- AIM OF THE EXERCISE -
In your answer, repeat each line of the data exactly.

- DATA LISTING -
========================
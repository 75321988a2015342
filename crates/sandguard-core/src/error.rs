//! Rejection reasons shared by the classifiers and the schema validator
//!
//! Each variant is one entry of the rejection taxonomy. The `Display` text is
//! what an operator sees next to the offending field path.

use std::net::IpAddr;

use thiserror::Error;

/// Why a candidate value was refused
#[derive(Error, Debug, Clone, PartialEq, Eq)]
pub enum Rejection {
    #[error("value is empty or missing")]
    Empty,

    #[error("value contains a null byte")]
    NullByte,

    #[error("value contains a line break (CR or LF)")]
    ControlCharacter,

    #[error("value contains shell metacharacter '{0}'")]
    ShellMetacharacter(char),

    #[error("value contains quote character {0}")]
    Quote(char),

    #[error("value starts with '-' and could be parsed as a command-line flag")]
    FlagInjection,

    #[error("value is not a valid executable name (allowed: letters, digits, '.', '_', '+', '-')")]
    MalformedBareName,

    #[error("value is {len} characters long (max: {max})")]
    TooLong { len: usize, max: usize },

    #[error("mount path '{0}' is not absolute")]
    NonAbsolutePath(String),

    #[error("mount option '{0}' is not allowed")]
    DisallowedMountOption(String),

    #[error("host entry is malformed: {0}")]
    MalformedHostEntry(String),

    #[error("'{0}' is not a valid IP address")]
    InvalidAddress(String),

    #[error("address {0} is a cloud metadata endpoint")]
    MetadataAddress(IpAddr),

    #[error("user is malformed: {0}")]
    MalformedUser(String),

    #[error("running as root (user '{0}') is not allowed")]
    PrivilegedIdentity(String),

    #[error("bind mount is malformed: {0}")]
    MalformedBind(String),

    #[error("'{0}' weakens container isolation")]
    WeakenedIsolation(String),

    #[error("expected {0}")]
    WrongType(&'static str),
}

impl Rejection {
    /// Stable kebab-case name of the rejection class
    pub fn kind(&self) -> &'static str {
        match self {
            Rejection::Empty => "empty-or-absent",
            Rejection::NullByte => "contains-null-byte",
            Rejection::ControlCharacter => "contains-control-character",
            Rejection::ShellMetacharacter(_) => "contains-shell-metacharacter",
            Rejection::Quote(_) => "contains-quote",
            Rejection::FlagInjection => "flag-injection-shape",
            Rejection::MalformedBareName => "malformed-bare-name",
            Rejection::TooLong { .. } => "over-length",
            Rejection::NonAbsolutePath(_) => "non-absolute-path",
            Rejection::DisallowedMountOption(_) => "disallowed-mount-option",
            Rejection::MalformedHostEntry(_) | Rejection::InvalidAddress(_) => {
                "malformed-host-entry"
            }
            Rejection::MetadataAddress(_) => "disallowed-metadata-address",
            Rejection::MalformedUser(_) => "malformed-user",
            Rejection::PrivilegedIdentity(_) => "privileged-identity",
            Rejection::MalformedBind(_) => "malformed-bind",
            Rejection::WeakenedIsolation(_) => "weakened-isolation",
            Rejection::WrongType(_) => "wrong-type",
        }
    }
}
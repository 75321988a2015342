//! sandguard-core: input validation for sandboxed command execution
//!
//! Screens executable names, filesystem paths and docker sandbox settings
//! before a launcher uses them:
//! - [`is_safe_executable_value`] / [`is_safe_path_value`] classify a single
//!   value that is about to become a process argument
//! - [`validate_config_object`] walks a raw configuration object, checks every
//!   docker sandbox block it contains and reports each violation with its path
//!
//! All checks are pure functions of their input.

pub mod error;
pub mod exec_safety;
pub mod lexical;
pub mod sandbox;
pub mod schema;

pub use error::Rejection;
pub use exec_safety::{
    check_executable_value, check_path_value, is_safe_executable_value, is_safe_path_value,
};
pub use sandbox::{HardeningPolicy, SandboxDockerConfig};
pub use schema::{SandboxValidator, ValidationIssue, ValidationResult, validate_config_object};
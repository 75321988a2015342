//! Hardening policy: tunable limits applied to docker sandbox fields

use std::net::{IpAddr, Ipv4Addr, Ipv6Addr};
use std::path::Path;

use anyhow::{Context, Result, bail};
use serde::{Deserialize, Serialize};
use tracing::info;

use crate::lexical::MAX_PATH_LENGTH;

/// Mount flags that re-enable what a sandbox tmpfs must never allow.
/// A policy file cannot add these to the allow-list.
const FORBIDDEN_TMPFS_FLAGS: &[&str] = &["exec", "suid", "dev"];

/// Limits and deny-lists for the docker sandbox validator
#[derive(Debug, Clone, PartialEq, Serialize, Deserialize)]
#[serde(default)]
pub struct HardeningPolicy {
    /// Bare tmpfs mount flags that may appear in a tmpfs options list.
    /// Keyed limits (`size=`, `mode=`, `nr_inodes=`, `uid=`, `gid=`) are
    /// always checked by shape and need no entry here.
    pub allowed_tmpfs_flags: Vec<String>,
    /// Addresses that may never be aliased through `extraHosts` or `dns`
    pub blocked_addresses: Vec<IpAddr>,
    /// Longest accepted path in path-valued docker fields
    pub max_path_length: usize,
}

impl Default for HardeningPolicy {
    fn default() -> Self {
        Self {
            allowed_tmpfs_flags: vec![
                "noexec".to_string(),
                "nosuid".to_string(),
                "nodev".to_string(),
                "ro".to_string(),
                "rw".to_string(),
                "noatime".to_string(),
                "nodiratime".to_string(),
                "relatime".to_string(),
            ],
            blocked_addresses: vec![
                // AWS, GCP, Azure, OpenStack and most other clouds
                IpAddr::V4(Ipv4Addr::new(169, 254, 169, 254)),
                // AWS IMDS over IPv6
                IpAddr::V6(Ipv6Addr::new(0xfd00, 0xec2, 0, 0, 0, 0, 0, 0x254)),
                // Alibaba Cloud
                IpAddr::V4(Ipv4Addr::new(100, 100, 100, 200)),
            ],
            max_path_length: MAX_PATH_LENGTH,
        }
    }
}

impl HardeningPolicy {
    /// Parse a policy from TOML text. Missing keys keep their defaults.
    pub fn from_toml_str(content: &str) -> Result<Self> {
        let policy: Self = toml::from_str(content).context("Failed to parse hardening policy")?;

        if let Some(flag) = policy
            .allowed_tmpfs_flags
            .iter()
            .find(|f| FORBIDDEN_TMPFS_FLAGS.contains(&f.as_str()))
        {
            bail!("Hardening policy may not allow tmpfs flag '{}'", flag);
        }
        if policy.max_path_length == 0 {
            bail!("Hardening policy max_path_length must be greater than zero");
        }

        Ok(policy)
    }

    /// Load a policy from a TOML file
    pub fn load(path: &Path) -> Result<Self> {
        let content = std::fs::read_to_string(path)
            .with_context(|| format!("Failed to read hardening policy: {}", path.display()))?;
        let policy = Self::from_toml_str(&content)
            .with_context(|| format!("Invalid hardening policy: {}", path.display()))?;
        info!(
            "Loaded hardening policy from {} ({} blocked addresses)",
            path.display(),
            policy.blocked_addresses.len()
        );
        Ok(policy)
    }

    /// Check if a bare tmpfs flag is allowed
    pub fn is_tmpfs_flag_allowed(&self, flag: &str) -> bool {
        !FORBIDDEN_TMPFS_FLAGS.contains(&flag) && self.allowed_tmpfs_flags.iter().any(|f| f == flag)
    }

    /// Check if an address is on the deny-list.
    ///
    /// IPv4-mapped IPv6 forms (`::ffff:a.b.c.d`) match their IPv4 entry.
    pub fn is_address_blocked(&self, addr: IpAddr) -> bool {
        let addr = addr.to_canonical();
        self.blocked_addresses
            .iter()
            .any(|blocked| blocked.to_canonical() == addr)
    }
}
========================
- SOLUTION -
repository 75321988a2015342
filename crates/sandguard-core/src/error.rs
//! Rejection reasons shared by the classifiers and the schema validator
//!
//! Each variant is one entry of the rejection taxonomy. The `Display` text is
//! what an operator sees next to the offending field path.

use std::net::IpAddr;

use thiserror::Error;

/// Why a candidate value was refused
#[derive(Error, Debug, Clone, PartialEq, Eq)]
pub enum Rejection {
    #[error("value is empty or missing")]
    Empty,

    #[error("value contains a null byte")]
    NullByte,

    #[error("value contains a line break (CR or LF)")]
    ControlCharacter,

    #[error("value contains shell metacharacter '{0}'")]
    ShellMetacharacter(char),

    #[error("value contains quote character {0}")]
    Quote(char),

    #[error("value starts with '-' and could be parsed as a command-line flag")]
    FlagInjection,

    #[error("value is not a valid executable name (allowed: letters, digits, '.', '_', '+', '-')")]
    MalformedBareName,

    #[error("value is {len} characters long (max: {max})")]
    TooLong { len: usize, max: usize },

    #[error("mount path '{0}' is not absolute")]
    NonAbsolutePath(String),

    #[error("mount option '{0}' is not allowed")]
    DisallowedMountOption(String),

    #[error("host entry is malformed: {0}")]
    MalformedHostEntry(String),

    #[error("'{0}' is not a valid IP address")]
    InvalidAddress(String),

    #[error("address {0} is a cloud metadata endpoint")]
    MetadataAddress(IpAddr),

    #[error("user is malformed: {0}")]
    MalformedUser(String),

    #[error("running as root (user '{0}') is not allowed")]
    PrivilegedIdentity(String),

    #[error("bind mount is malformed: {0}")]
    MalformedBind(String),

    #[error("'{0}' weakens container isolation")]
    WeakenedIsolation(String),

    #[error("expected {0}")]
    WrongType(&'static str),
}

impl Rejection {
    /// Stable kebab-case name of the rejection class
    pub fn kind(&self) -> &'static str {
        match self {
            Rejection::Empty => "empty-or-absent",
            Rejection::NullByte => "contains-null-byte",
            Rejection::ControlCharacter => "contains-control-character",
            Rejection::ShellMetacharacter(_) => "contains-shell-metacharacter",
            Rejection::Quote(_) => "contains-quote",
            Rejection::FlagInjection => "flag-injection-shape",
            Rejection::MalformedBareName => "malformed-bare-name",
            Rejection::TooLong { .. } => "over-length",
            Rejection::NonAbsolutePath(_) => "non-absolute-path",
            Rejection::DisallowedMountOption(_) => "disallowed-mount-option",
            Rejection::MalformedHostEntry(_) | Rejection::InvalidAddress(_) => {
                "malformed-host-entry"
            }
            Rejection::MetadataAddress(_) => "disallowed-metadata-address",
            Rejection::MalformedUser(_) => "malformed-user",
            Rejection::PrivilegedIdentity(_) => "privileged-identity",
            Rejection::MalformedBind(_) => "malformed-bind",
            Rejection::WeakenedIsolation(_) => "weakened-isolation",
            Rejection::WrongType(_) => "wrong-type",
        }
    }
}
repository 75321988a2015342
//! sandguard-core: input validation for sandboxed command execution
//!
//! Screens executable names, filesystem paths and docker sandbox settings
//! before a launcher uses them:
//! - [`is_safe_executable_value`] / [`is_safe_path_value`] classify a single
//!   value that is about to become a process argument
//! - [`validate_config_object`] walks a raw configuration object, checks every
//!   docker sandbox block it contains and reports each violation with its path
//!
//! All checks are pure functions of their input.

pub mod error;
pub mod exec_safety;
pub mod lexical;
pub mod sandbox;
pub mod schema;

pub use error::Rejection;
pub use exec_safety::{
    check_executable_value, check_path_value, is_safe_executable_value, is_safe_path_value,
};
pub use sandbox::{HardeningPolicy, SandboxDockerConfig};
pub use schema::{SandboxValidator, ValidationIssue, ValidationResult, validate_config_object};
repository 75321988a2015342
//! Hardening policy: tunable limits applied to docker sandbox fields

use std::net::{IpAddr, Ipv4Addr, Ipv6Addr};
use std::path::Path;

use anyhow::{Context, Result, bail};
use serde::{Deserialize, Serialize};
use tracing::info;

use crate::lexical::MAX_PATH_LENGTH;

/// Mount flags that re-enable what a sandbox tmpfs must never allow.
/// A policy file cannot add these to the allow-list.
const FORBIDDEN_TMPFS_FLAGS: &[&str] = &["exec", "suid", "dev"];

/// Limits and deny-lists for the docker sandbox validator
#[derive(Debug, Clone, PartialEq, Serialize, Deserialize)]
#[serde(default)]
pub struct HardeningPolicy {
    /// Bare tmpfs mount flags that may appear in a tmpfs options list.
    /// Keyed limits (`size=`, `mode=`, `nr_inodes=`, `uid=`, `gid=`) are
    /// always checked by shape and need no entry here.
    pub allowed_tmpfs_flags: Vec<String>,
    /// Addresses that may never be aliased through `extraHosts` or `dns`
    pub blocked_addresses: Vec<IpAddr>,
    /// Longest accepted path in path-valued docker fields
    pub max_path_length: usize,
}

impl Default for HardeningPolicy {
    fn default() -> Self {
        Self {
            allowed_tmpfs_flags: vec![
                "noexec".to_string(),
                "nosuid".to_string(),
                "nodev".to_string(),
                "ro".to_string(),
                "rw".to_string(),
                "noatime".to_string(),
                "nodiratime".to_string(),
                "relatime".to_string(),
            ],
            blocked_addresses: vec![
                // AWS, GCP, Azure, OpenStack and most other clouds
                IpAddr::V4(Ipv4Addr::new(169, 254, 169, 254)),
                // AWS IMDS over IPv6
                IpAddr::V6(Ipv6Addr::new(0xfd00, 0xec2, 0, 0, 0, 0, 0, 0x254)),
                // Alibaba Cloud
                IpAddr::V4(Ipv4Addr::new(100, 100, 100, 200)),
            ],
            max_path_length: MAX_PATH_LENGTH,
        }
    }
}

impl HardeningPolicy {
    /// Parse a policy from TOML text. Missing keys keep their defaults.
    pub fn from_toml_str(content: &str) -> Result<Self> {
        let policy: Self = toml::from_str(content).context("Failed to parse hardening policy")?;

        if let Some(flag) = policy
            .allowed_tmpfs_flags
            .iter()
            .find(|f| FORBIDDEN_TMPFS_FLAGS.contains(&f.as_str()))
        {
            bail!("Hardening policy may not allow tmpfs flag '{}'", flag);
        }
        if policy.max_path_length == 0 {
            bail!("Hardening policy max_path_length must be greater than zero");
        }

        Ok(policy)
    }

    /// Load a policy from a TOML file
    pub fn load(path: &Path) -> Result<Self> {
        let content = std::fs::read_to_string(path)
            .with_context(|| format!("Failed to read hardening policy: {}", path.display()))?;
        let policy = Self::from_toml_str(&content)
            .with_context(|| format!("Invalid hardening policy: {}", path.display()))?;
        info!(
            "Loaded hardening policy from {} ({} blocked addresses)",
            path.display(),
            policy.blocked_addresses.len()
        );
        Ok(policy)
    }

    /// Check if a bare tmpfs flag is allowed
    pub fn is_tmpfs_flag_allowed(&self, flag: &str) -> bool {
        !FORBIDDEN_TMPFS_FLAGS.contains(&flag) && self.allowed_tmpfs_flags.iter().any(|f| f == flag)
    }

    /// Check if an address is on the deny-list.
    ///
    /// IPv4-mapped IPv6 forms (`::ffff:a.b.c.d`) match their IPv4 entry.
    pub fn is_address_blocked(&self, addr: IpAddr) -> bool {
        let addr = addr.to_canonical();
        self.blocked_addresses
            .iter()
            .any(|blocked| blocked.to_canonical() == addr)
    }
}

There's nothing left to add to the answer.